To predict the breakpoint location for chromosome i, we calculate the mode of the aligned coordinates of reads in the set S = {Clipped(i) ∪ Align(i)}. The subreads in S may not necessarily align to the same location (due to small indels or mutations), so we assume that the true breakpoint will be the coordinate with the most subreads aligned to it. This step is also performed on the set T = {Clipped(j) ∪ Align(j)} to predict the precise breakpoint on the chromosome j side of the variant.

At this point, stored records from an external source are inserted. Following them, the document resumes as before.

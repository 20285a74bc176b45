//! "Log your expenses" nudge for users who recorded nothing in the last week.

use super::{
    EmailOutcome, Rendered, SIGN_OFF, mailer::Mailer, opted_in_users, send_batch,
    users_with_transactions,
};
use crate::{
    entities::{EmailType, user, user_settings},
    errors::Result,
};
use chrono::{Days, NaiveDate};
use sea_orm::DatabaseConnection;

/// Opted-in users without a transaction dated within the last seven days.
pub async fn get_users_needing_reminders(
    db: &DatabaseConnection,
    today: NaiveDate,
) -> Result<Vec<user::Model>> {
    let since = today - Days::new(7);
    let active = users_with_transactions(db, since, None).await?;
    Ok(opted_in_users(db, user_settings::Column::WeeklyReminderEnabled)
        .await?
        .into_iter()
        .filter(|u| !active.contains(&u.id))
        .collect())
}

/// Subject line.
#[must_use]
pub fn build_reminder_email_subject() -> String {
    "Reminder: Log Your Expenses This Week".to_string()
}

/// Message body.
#[must_use]
pub fn build_reminder_email_content(user: &user::Model) -> String {
    format!(
        "Hello {},\n\n\
We noticed you haven't logged any expenses in the past 7 days.\n\n\
Keeping track of your spending helps you stay on top of your financial goals. \
Take a moment to add any recent expenses you may have forgotten.\n\n\
If you've already logged everything, great job staying organized!\n\n\
{SIGN_OFF}",
        user.display_name()
    )
}

/// Sends the reminder to every eligible user.
pub async fn send_weekly_reminders(
    db: &DatabaseConnection,
    mailer: &dyn Mailer,
    today: NaiveDate,
) -> Result<EmailOutcome> {
    let messages = get_users_needing_reminders(db, today)
        .await?
        .into_iter()
        .map(|user| Rendered {
            subject: build_reminder_email_subject(),
            content: build_reminder_email_content(&user),
            user,
        })
        .collect();
    send_batch(db, mailer, EmailType::WeeklyReminder, messages).await
}
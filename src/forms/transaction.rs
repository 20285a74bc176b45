//! Transaction form.

use super::{
    FieldErrors, add_error, lenient_string, max_length, optional_int, positive_amount, required,
    required_date,
};
use crate::entities::TransactionType;
use chrono::NaiveDate;
use serde::Deserialize;

/// Longest category name accepted by transactions and budgets.
pub const CATEGORY_MAX_LENGTH: usize = 100;

/// Parses a TransactionType name, recording `message` on failure.
pub(crate) fn transaction_type(
    errors: &mut FieldErrors,
    field: &str,
    value: Option<&str>,
    message: &str,
) -> Option<TransactionType> {
    let raw = required(errors, field, value)?;
    TransactionType::from_name(&raw).or_else(|| {
        add_error(errors, field, message);
        None
    })
}

/// Parses a required category of at most [`CATEGORY_MAX_LENGTH`] characters.
pub(crate) fn category(
    errors: &mut FieldErrors,
    field: &str,
    value: Option<&str>,
) -> Option<String> {
    let category = required(errors, field, value)?;
    max_length(errors, field, &category, CATEGORY_MAX_LENGTH).then_some(category)
}

/// Raw transaction input
#[derive(Debug, Clone, Default, Deserialize)]
pub struct TransactionForm {
    /// TransactionType name, e.g. `"NEED"`
    #[serde(rename = "type", default, deserialize_with = "lenient_string")]
    pub transaction_type: Option<String>,
    /// Category name
    #[serde(default, deserialize_with = "lenient_string")]
    pub category: Option<String>,
    /// Dollar amount, e.g. `"12.50"`
    #[serde(default, deserialize_with = "lenient_string")]
    pub amount: Option<String>,
    /// `YYYY-MM-DD`
    #[serde(default, deserialize_with = "lenient_string")]
    pub date_of_expense: Option<String>,
    /// Optional account id
    #[serde(default, deserialize_with = "lenient_string")]
    pub account_id: Option<String>,
}

/// Validated transaction input
#[derive(Debug, Clone, PartialEq, Eq)]
pub struct CleanedTransaction {
    /// Classification
    pub transaction_type: TransactionType,
    /// Category name
    pub category: String,
    /// Amount in cents, always positive
    pub amount_cents: i64,
    /// Date the money moved
    pub date_of_expense: NaiveDate,
    /// Optional account link
    pub account_id: Option<i64>,
}

impl TransactionForm {
    /// Validates every field and collects all errors.
    pub fn validate(&self) -> Result<CleanedTransaction, FieldErrors> {
        let mut errors = FieldErrors::new();

        let transaction_type = transaction_type(
            &mut errors,
            "type",
            self.transaction_type.as_deref(),
            "Invalid transaction type.",
        );
        let category = category(&mut errors, "category", self.category.as_deref());
        let amount_cents = positive_amount(&mut errors, "amount", self.amount.as_deref());
        let date_of_expense =
            required_date(&mut errors, "date_of_expense", self.date_of_expense.as_deref());
        let account_id = optional_int(&mut errors, "account_id", self.account_id.as_deref());

        match (transaction_type, category, amount_cents, date_of_expense) {
            (Some(transaction_type), Some(category), Some(amount_cents), Some(date_of_expense))
                if errors.is_empty() =>
            {
                Ok(CleanedTransaction {
                    transaction_type,
                    category,
                    amount_cents,
                    date_of_expense,
                    account_id,
                })
            }
            _ => Err(errors),
        }
    }
}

We use clipped alignment information from both sides of the breakpoint because it is possible that a true breakpoint will be without a sufficient number of clipped reads on either side of the boundary. By using clipped reads from each side, we increase the chances that it is accurately captured from both sides. To call a candidate variant as a predicted interchromosomal variant, there must exist at least one soft-clipped read that realigns to the window W, or at least one soft-clipped read that realigns to window X. Given the large size of the genome, the probability that even a single clipped sub-read remaps to the windows X and W is presumably small if no structural variation has occurred. A flowchart of the prediction algorithm is provided in Additional file 1, figure S1.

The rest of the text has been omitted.